**ASSIGNED TASK:**
Print the listing exactly, but only as far as the line containing "by outcome, degraded". The first line and that line are both included.
------------------------------
//! Metrics collection and exposition.
//!
//! # Metrics
//! - `shield_requests_total` (counter): requests by method, status
//! - `shield_rate_limit_total` (counter): checks by outcome, degraded
//! - `shield_cookies_rejected_total` (counter): forged or corrupted inbound cookies
//! - `shield_csrf_failures_total` (counter): refused requests by reason
//!
//! # Design Decisions
//! - Low-overhead metric updates (atomic operations)
//! - Recording is a no-op until an exporter is installed

use std::net::SocketAddr;

use metrics::counter;
use metrics_exporter_prometheus::PrometheusBuilder;

/// Start the Prometheus scrape endpoint.
pub fn init_metrics(addr: SocketAddr) {
    match PrometheusBuilder::new().with_http_listener(addr).install() {
        Ok(()) => tracing::info!(address = %addr, "Metrics endpoint started"),
        Err(e) => tracing::error!(address = %addr, error = %e, "Failed to start metrics endpoint"),
    }
}

pub fn record_request(method: &str, status: u16) {
    counter!(
        "shield_requests_total",
        "method" => method.to_string(),
        "status" => status.to_string()
    )
    .increment(1);
}

pub fn record_rate_limit(outcome: &'static str, degraded: bool) {
    counter!(
        "shield_rate_limit_total",
        "outcome" => outcome,
        "degraded" => if degraded { "true" } else { "false" }
    )
    .increment(1);
}

pub fn record_cookie_rejected() {
    counter!("shield_cookies_rejected_total").increment(1);
}

pub fn record_csrf_failure(reason: &'static str) {
    counter!("shield_csrf_failures_total", "reason" => reason).increment(1);
}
------------------------------
**EXERCISE ANSWER:**
//! Metrics collection and exposition.
//!
//! # Metrics
//! - `shield_requests_total` (counter): requests by method, status
//! - `shield_rate_limit_total` (counter): checks by outcome, degraded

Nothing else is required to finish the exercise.